With so many talented hockey-playing sons, how is a parent supposed to stay unbiased?
Answer: Stay home.
So, just two days before big brother Eric Staal leads his Carolina Hurricanes against Jordan's Pittsburgh Penguins at the Igloo on Monday for Game 1 of the Eastern Conference final, that seems to be the solution.
Once the puck is dropped, there will be two Staal boys on the ice.
But there will be no Staal parents sitting in the seats.
At least that's the plan.
And, admittedly, it's better that way.
For Henry and Linda's nerves.
And for Eric and Jordan's sanity.
Asked yesterday if Henry would attend the opener, both boys laughed.
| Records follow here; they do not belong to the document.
//! Utility functions for the search indexer repository.

use crate::config::IndexLayout;
use crate::errors::SearchIndexError;

/// Characters OpenSearch rejects in index names.
const FORBIDDEN_INDEX_CHARS: &[char] = &['\\', '/', '*', '?', '"', '<', '>', '|', ',', '#', ':'];

/// Maximum index name length in bytes.
const MAX_INDEX_NAME_BYTES: usize = 255;

/// Derive the index name for a site.
///
/// Sites are lowercased because OpenSearch index names must be lowercase.
///
/// # Arguments
///
/// * `site` - The site (tenant) key from the change event
/// * `layout` - The configured index layout
/// * `bucket` - The content bucket, used only by `IndexLayout::SiteAndBucket`
///
/// # Returns
///
/// * `Ok(String)` - The index name
/// * `Err(SearchIndexError)` - If the site cannot form a valid index name
///
/// # Example
///
/// ```
/// use search_indexer_repository::{index_name, IndexLayout};
///
/// assert_eq!(index_name("Acme", IndexLayout::SitePerIndex, "videos").unwrap(), "acme");
/// assert_eq!(index_name("acme", IndexLayout::SiteAndBucket, "videos").unwrap(), "acme-videos");
/// ```
pub fn index_name(site: &str, layout: IndexLayout, bucket: &str) -> Result<String, SearchIndexError> {
    let site = site.trim().to_lowercase();
    let name = match layout {
        IndexLayout::SitePerIndex => site,
        IndexLayout::SiteAndBucket => format!("{}-{}", site, bucket),
    };
    validate_index_name(&name)?;
    Ok(name)
}

/// Validate an index name against OpenSearch naming rules.
pub fn validate_index_name(name: &str) -> Result<(), SearchIndexError> {
    if name.is_empty() {
        return Err(SearchIndexError::validation("Index name cannot be empty"));
    }
    if name == "." || name == ".." {
        return Err(SearchIndexError::validation(format!(
            "Index name '{}' is reserved",
            name
        )));
    }
    if name.starts_with(['-', '_', '+']) {
        return Err(SearchIndexError::validation(format!(
            "Index name '{}' cannot start with '-', '_' or '+'",
            name
        )));
    }
    if name.len() > MAX_INDEX_NAME_BYTES {
        return Err(SearchIndexError::validation(format!(
            "Index name exceeds {} bytes",
            MAX_INDEX_NAME_BYTES
        )));
    }
    if name.chars().any(|c| c.is_whitespace() || FORBIDDEN_INDEX_CHARS.contains(&c)) {
        return Err(SearchIndexError::validation(format!(
            "Index name '{}' contains invalid characters",
            name
        )));
    }
    if name.chars().any(|c| c.is_uppercase()) {
        return Err(SearchIndexError::validation(format!(
            "Index name '{}' must be lowercase",
            name
        )));
    }
    Ok(())
}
"I don't think either of us wants him to come down," Eric, 24, said.
"No," Jordan, 20, added.
"To be honest, I feel bad, but it's so hard for our parents," Eric explained. "Sometimes when they're at the games, they don't know who to cheer for. Do you jump up and cheer for the visiting team when they score and when the home team scores you obviously stand up because everyone else is?
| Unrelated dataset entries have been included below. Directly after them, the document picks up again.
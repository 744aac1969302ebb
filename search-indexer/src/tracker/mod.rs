//! Batch completion tracking.
//!
//! Settles every in-flight operation of a batch, isolating per-item failures,
//! and turns the outcomes into a single verdict.

use futures::future::join_all;
use search_indexer_shared::ContentType;
use tracing::{error, info};

use crate::errors::{IngestError, PipelineError};
use crate::loader::PipelineOutcome;
use crate::processor::Operation;

/// The settled result of one dispatched event.
#[derive(Debug)]
pub struct ItemOutcome {
    pub site: Option<String>,
    pub content_id: Option<String>,
    pub content_type: Option<ContentType>,
    pub result: Result<PipelineOutcome, PipelineError>,
}

/// Aggregate counts for one batch.
#[derive(Debug, Clone, Copy, Default, PartialEq, Eq)]
pub struct BatchReport {
    pub succeeded: usize,
    pub failed: usize,
    /// Records excluded from processing (unknown table or unsupported type).
    pub skipped: usize,
    /// Processed events: `succeeded + failed`.
    pub total: usize,
}

impl BatchReport {
    pub fn is_success(&self) -> bool {
        self.failed == 0
    }

    /// The batch verdict: a message naming the processed count, or an error
    /// naming the failure count.
    pub fn into_result(self) -> Result<String, IngestError> {
        if self.failed > 0 {
            Err(IngestError::BatchFailed {
                failed: self.failed,
                total: self.total,
            })
        } else {
            Ok(format!("Successfully processed {} records.", self.total))
        }
    }
}

/// Settles batch operations.
pub struct BatchTracker;

impl BatchTracker {
    /// Await every operation, whatever the outcome of its siblings, and count
    /// the results. Failures are logged with the event's site and id.
    pub async fn settle(operations: Vec<Operation>, skipped: usize) -> BatchReport {
        let outcomes = join_all(operations).await;

        let mut report = BatchReport {
            skipped,
            total: outcomes.len(),
            ..Default::default()
        };

        for outcome in outcomes {
            match &outcome.result {
                Ok(_) => report.succeeded += 1,
                Err(e) => {
                    report.failed += 1;
                    error!(
                        site = outcome.site.as_deref().unwrap_or("-"),
                        content_id = outcome.content_id.as_deref().unwrap_or("-"),
                        content_type = ?outcome.content_type,
                        error = %e,
                        "Failed to process change event"
                    );
                }
            }
        }

        info!(
            succeeded = report.succeeded,
            failed = report.failed,
            skipped = report.skipped,
            total = report.total,
            "Batch settled"
        );
        report
    }
}

#[cfg(test)]
mod tests {
    use super::*;
    use futures::future::{ready, FutureExt};
    use std::time::Duration;

    fn outcome(result: Result<PipelineOutcome, PipelineError>) -> ItemOutcome {
        ItemOutcome {
            site: Some("acme".to_string()),
            content_id: Some("x".to_string()),
            content_type: Some(ContentType::Video),
            result,
        }
    }

    #[tokio::test]
    async fn test_settle_counts_mixed_outcomes() {
        let operations: Vec<Operation> = vec![
            ready(outcome(Ok(PipelineOutcome::Indexed))).boxed(),
            ready(outcome(Err(PipelineError::malformed("no image")))).boxed(),
            ready(outcome(Ok(PipelineOutcome::AlreadyAbsent))).boxed(),
        ];

        let report = BatchTracker::settle(operations, 4).await;

        assert_eq!(
            report,
            BatchReport {
                succeeded: 2,
                failed: 1,
                skipped: 4,
                total: 3
            }
        );
        assert!(!report.is_success());
    }

    #[tokio::test]
    async fn test_failure_does_not_cancel_siblings() {
        let operations: Vec<Operation> = vec![
            ready(outcome(Err(PipelineError::malformed("first")))).boxed(),
            async {
                tokio::time::sleep(Duration::from_millis(20)).await;
                outcome(Ok(PipelineOutcome::Indexed))
            }
            .boxed(),
        ];

        let report = BatchTracker::settle(operations, 0).await;

        assert_eq!(report.succeeded, 1);
        assert_eq!(report.failed, 1);
    }

    #[test]
    fn test_into_result() {
        let ok = BatchReport {
            succeeded: 2,
            total: 2,
            ..Default::default()
        };
        assert_eq!(ok.into_result().unwrap(), "Successfully processed 2 records.");

        let failed = BatchReport {
            succeeded: 1,
            failed: 1,
            total: 2,
            ..Default::default()
        };
        assert!(matches!(
            failed.into_result(),
            Err(IngestError::BatchFailed { failed: 1, total: 2 })
        ));
    }

    #[tokio::test]
    async fn test_empty_batch_succeeds() {
        let report = BatchTracker::settle(Vec::new(), 0).await;
        assert_eq!(report.into_result().unwrap(), "Successfully processed 0 records.");
    }
}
"For myself and for Jordan, after the games, to talk to them, it's a grind ... I think their plan is they might just stay home and watch it on TV and then they'll catch the next round. It's just a tough situation."
That hasn't stopped the boys from having fun with the moment.
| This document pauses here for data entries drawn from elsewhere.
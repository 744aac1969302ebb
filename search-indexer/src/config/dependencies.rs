//! Dependency initialization and wiring for the search indexer.

use std::sync::Arc;
use std::time::Duration;
use tokio::time::sleep;
use tracing::{info, warn};

use crate::config::{ConnectionMode, IndexerSettings};
use crate::consumer::KafkaConsumer;
use crate::handler::BatchHandler;
use crate::orchestrator::Orchestrator;
use crate::processor::{EventRouter, TransformerRegistry};
use crate::IndexingError;
use content_api::ContentSource;
use search_indexer_repository::{IndexGateway, OpenSearchProvider, SearchIndexError};
use search_indexer_shared::ContentType;

/// Container for all initialized dependencies.
pub struct Dependencies {
    /// The configured orchestrator ready to run.
    pub orchestrator: Orchestrator,
}

impl Dependencies {
    /// Initialize all dependencies from environment variables.
    ///
    /// See [`IndexerSettings::from_env`] for the variables read.
    ///
    /// # Returns
    ///
    /// * `Ok(Dependencies)` - Initialized dependencies
    /// * `Err(IndexingError)` - If the settings are invalid or a connection fails
    ///   in fail-fast mode
    pub async fn new() -> Result<Self, IndexingError> {
        Self::from_settings(IndexerSettings::from_env()?).await
    }

    /// Wire the indexer from already-parsed settings.
    pub async fn from_settings(settings: IndexerSettings) -> Result<Self, IndexingError> {
        info!(
            opensearch_url = %settings.opensearch_url,
            search_api_version = settings.search_api_version,
            index_layout = %settings.gateway.layout,
            stage = %settings.stage,
            content_api_url = %settings.content_api.base_url,
            kafka_broker = %settings.kafka_broker,
            kafka_group_id = %settings.kafka_group_id,
            topic = %settings.change_events_topic,
            connection_mode = ?settings.connection_mode,
            retry_interval_secs = settings.retry_interval_secs,
            "Initializing dependencies"
        );

        let search_provider = Self::connect_to_opensearch(
            &settings.opensearch_url,
            settings.connection_mode,
            Duration::from_secs(settings.retry_interval_secs),
        )
        .await?;

        info!("OpenSearch connection established");

        // Indexes are created per site on first write, nothing to ensure up front
        let gateway = IndexGateway::new(
            Arc::new(search_provider),
            settings.gateway.clone(),
            ContentType::Video,
        );

        let fetcher = ContentSource::live(settings.content_api.clone()).into_fetcher();
        let registry = TransformerRegistry::standard(fetcher, &gateway, settings.skip_words.clone());
        info!(pipelines = registry.len(), "Content pipelines registered");

        let router = EventRouter::new(registry).with_stage(settings.stage.as_str());
        let handler = BatchHandler::new(router);

        let consumer = KafkaConsumer::new(
            &settings.kafka_broker,
            &settings.kafka_group_id,
            &settings.change_events_topic,
        )
        .map_err(|e| IndexingError::config(format!("Failed to create Kafka consumer: {}", e)))?;

        info!("Kafka consumer created");

        let orchestrator = Orchestrator::new(Arc::new(consumer), handler);

        Ok(Self { orchestrator })
    }

    /// Connect to OpenSearch with retry logic based on connection mode.
    async fn connect_to_opensearch(
        url: &str,
        mode: ConnectionMode,
        retry_interval: Duration,
    ) -> Result<OpenSearchProvider, IndexingError> {
        loop {
            match Self::try_connect_opensearch(url).await {
                Ok(provider) => return Ok(provider),
                Err(SearchIndexError::ValidationError(e)) => {
                    return Err(IndexingError::config(format!("Invalid OPENSEARCH_URL: {}", e)));
                }
                Err(e) => match mode {
                    ConnectionMode::FailFast => {
                        return Err(IndexingError::config(format!(
                            "Failed to connect to OpenSearch: {}",
                            e
                        )));
                    }
                    ConnectionMode::Retry => {
                        warn!(
                            opensearch_url = %url,
                            error = %e,
                            retry_interval_secs = retry_interval.as_secs(),
                            "Failed to connect to OpenSearch, retrying..."
                        );
                        sleep(retry_interval).await;
                    }
                },
            }
        }
    }

    /// Build the provider and wait for the cluster to answer a ping.
    async fn try_connect_opensearch(url: &str) -> Result<OpenSearchProvider, SearchIndexError> {
        let provider = OpenSearchProvider::new(url).await?;
        provider.ping().await?;
        Ok(provider)
    }
}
Remember the commercial promoting the NHL in which Eric claims he is out to see who is "dad's favourite?"
You can chuckle over something like that when you are a Staal, the latest "first family of hockey."
The Staal clan officially took over that title from the Sutters on Mother's Day 2007. In a span of just eight hours, Eric and Jordan helped Canada win gold at the world championship in Moscow while Marc, then with the Sudbury Wolves, was named MVP of the OHL playoffs.
Two years later, Marc, 22, now a highly regarded defenceman with the New York Rangers, finds himself in the same no-win situation as his folks: Who to support, Eric or Jordan?
"Marc, I'm not sure who he's gonna be cheering for," Jordan said. "He texted me (Thursday) and he said it's going to be a tough series to watch. You know, it's going to be interesting, the family, which side we roll on."
But this is more than just about family.
This is about history.
This, after all, will be the first time siblings have faced each other in a conference final since 1974, when Phil Esposito's Boston Bruins met younger brother Tony and the Chicago Blackhawks.
Making the Staal vs. Staal matchup even more intriguing is the fact that Jordan, the man usually assigned to check the opposing team's top scorer, might find himself going head to head with Eric.
Will Jordan be as effective smothering his brother on the Mellon Arena ice as he was on the backyard rink in Northern Ontario they grew up playing on alongside Marc and youngest brother Jared?
"For me it's about focusing on what I've got to do and playing my game, no matter who I'm against on the other side," Eric said. "It will be the same if it is Jordy. You know, I'm going to make sure I'm moving my legs, using my size, and trying to do those things that make me good and not focus on who I'm playing against."
Back in the summer of 2006 when Eric, a member of the champion Hurricanes, brought the Stanley Cup to Thunder Bay, Jordan had a couple of photos taken with the battered beaker.
"I was a part of the celebration, but at the same time I kind of kept my distance," Jordan recalled.
This time, Jordan wants his own Cup party, even if it means steamrolling Eric to eventually reach that goal.